Demandez à n’importe qui qui dirige un concessionnaire automobile et il vous énumérera les mesures qui comptent. Volume des ventes. Marges bénéficiaires. Scores de satisfaction des concessionnaires. Numéros de fidélisation de la clientèle. Notoriété de la marque. Mettez tous ces points au vert et vous aurez une entreprise saine.
Si vous vous trompez, vous aurez un problème.
Appliquez maintenant ces normes à Genesis. C’est compliqué. C’est déroutant. C’est peut-être exactement ce qui se produit lorsqu’une marque haut de gamme tente de planter ses pieds dans un sol hostile.
Hyundai a lancé le badge Genesis au Royaume-Uni il y a cinq ans. Cinq ans. Selon les normes de l’industrie, cela devrait suffire pour dépasser la phase de nouveauté, pour aplanir les problèmes et pour établir une identité claire.
Au lieu de cela, nous avons l’impression d’être coincés dans la première année.
Pas seulement la première année. Première année, répétée. Sur. Et c’est fini. Et c’est fini.
La marque cherche toujours le modèle qui fonctionne. Pas la voiture, le modèle business.
Pourquoi le lancement au Royaume-Uni ressemble à un redémarrage
Le Genesis GV70 est arrivé. Puis le GV80. Puis le G80. Puis le GV60. Puis le Ioniq 5 Electric (vendu sous le nom de Genesis). Puis le G80 électrifié.
Les voitures sont bonnes. Cela n’est pas en question. Les finitions intérieures rivalisent avec Mercedes. La dynamique de conduite est compétente. La technologie, autrefois un point faible, est désormais en train de rattraper son retard.
Mais une voiture ne représente que la moitié de l’équation. L’autre moitié est la façon dont vous le vendez. Comment vous le positionnez. Comment faire en sorte que le public s’en soucie suffisamment pour entrer dans une salle d’exposition.
Depuis cinq ans, cette partie est… incohérente.
Regardez le réseau de revendeurs. Tout a commencé avec une poignée de partenaires. Puis cela s’est élargi. Puis il s’est contracté. Puis elle a changé de propriétaire. L’expérience client varie énormément selon la région du pays dans laquelle vous vous trouvez. S’agit-il d’une marque de luxe ? Ou est-ce une Hyundai avec une meilleure peinture ?
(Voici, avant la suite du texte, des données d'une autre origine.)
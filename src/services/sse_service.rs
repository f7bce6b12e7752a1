use std::{convert::Infallible, time::Duration};

use async_stream::stream;
use axum::response::sse::{Event, KeepAlive, Sse};
use futures::Stream;
use tokio::sync::broadcast::{self, error::RecvError};
use tracing::{info, warn};
use uuid::Uuid;

use crate::{
    dto::{
        room::RoomView,
        sse::{Handshake, ServerEvent},
    },
    error::ServiceError,
    services::{room_controller, sse_events},
    state::SharedState,
};

/// Open the event stream of a room.
///
/// The stream starts with a handshake and the current room view, then
/// forwards every broadcast for the room.
pub async fn room_stream(
    state: &SharedState,
    room_id: Uuid,
) -> Result<Sse<impl Stream<Item = Result<Event, Infallible>> + use<>>, ServiceError> {
    // subscribe first so nothing between the snapshot and the stream is lost
    let receiver = state.rooms().subscribe(room_id);
    let view = room_controller::view_room(state, room_id).await?;

    let handshake = Handshake {
        room_id,
        message: "subscribed to room events".into(),
        degraded: state.is_degraded().await,
        server_now: state.now(),
    };

    let initial = initial_events(&handshake, &view);
    info!(room_id = %room_id, "room SSE stream connected");
    Ok(to_sse_stream(room_id, initial, receiver))
}

fn initial_events(handshake: &Handshake, view: &RoomView) -> Vec<ServerEvent> {
    let mut events = Vec::with_capacity(2);
    match ServerEvent::json(Some(sse_events::EVENT_HANDSHAKE.to_owned()), handshake) {
        Ok(event) => events.push(event),
        Err(err) => warn!(error = %err, "failed to serialize SSE handshake"),
    }
    match ServerEvent::json(Some(sse_events::EVENT_ROOM_UPDATED.to_owned()), view) {
        Ok(event) => events.push(event),
        Err(err) => warn!(error = %err, "failed to serialize room snapshot"),
    }
    events
}

fn to_event(payload: ServerEvent) -> Event {
    let event = Event::default().data(payload.data);
    match payload.event {
        Some(name) => event.event(name),
        None => event,
    }
}

/// Convert a room receiver into an SSE response, skipping lagged messages.
fn to_sse_stream(
    room_id: Uuid,
    initial: Vec<ServerEvent>,
    mut receiver: broadcast::Receiver<ServerEvent>,
) -> Sse<impl Stream<Item = Result<Event, Infallible>>> {
    let events = stream! {
        for payload in initial {
            yield Ok(to_event(payload));
        }

        loop {
            match receiver.recv().await {
                Ok(payload) => yield Ok(to_event(payload)),
                Err(RecvError::Lagged(skipped)) => {
                    warn!(room_id = %room_id, skipped, "room SSE subscriber lagged");
                    continue;
                }
                Err(RecvError::Closed) => break,
            }
        }

        info!(room_id = %room_id, "room SSE stream closed");
    };

    Sse::new(events).keep_alive(
        KeepAlive::new()
            .interval(Duration::from_secs(15))
            .text("keep-alive"),
    )
}
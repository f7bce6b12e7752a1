use std::time::Duration;

use mongodb::{Client, Database, bson::doc, options::ClientOptions};
use tokio::time::sleep;

use super::error::{MongoDaoError, MongoResult};

struct RetryPolicy;

impl RetryPolicy {
    const MAX_ATTEMPTS: u32 = 10;
    const INITIAL_DELAY_MS: u64 = 250;

    fn initial_delay() -> Duration {
        Duration::from_millis(Self::INITIAL_DELAY_MS)
    }

    fn next_delay(current: Duration) -> Duration {
        (current * 2).min(Duration::from_secs(5))
    }
}

/// Build a client and wait until the database answers a ping.
pub async fn establish_connection(
    options: &ClientOptions,
    database_name: &str,
) -> MongoResult<(Client, Database)> {
    let client = Client::with_options(options.clone())
        .map_err(|source| MongoDaoError::ClientConstruction { source })?;
    let database = client.database(database_name);

    let mut attempts = 0;
    let mut delay = RetryPolicy::initial_delay();

    loop {
        match database.run_command(doc! { "ping": 1 }).await {
            Ok(_) => break,
            Err(err) => {
                attempts += 1;
                if attempts >= RetryPolicy::MAX_ATTEMPTS {
                    return Err(MongoDaoError::InitialPing {
                        attempts,
                        source: err,
                    });
                }
                sleep(delay).await;
                delay = RetryPolicy::next_delay(delay);
            }
        }
    }

    Ok((client, database))
}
La frontière ne cesse de se brouiller.
Comment Genesis se compare aux acteurs établis
Considérez les alternatives. BMW, Audi, Mercedes. Ils ont des décennies d’héritage. Ils ont une envergure mondiale. Ils disposent de réseaux de concessionnaires qui se sont perfectionnés au fil de cinquante ans.
La Genèse est partie de zéro. Cela devrait être un avantage. Agilité. Fraîcheur. Manque de bagages.
Mais dans le secteur premium, les bagages sont souvent le produit. Le patrimoine compte. Le statut compte.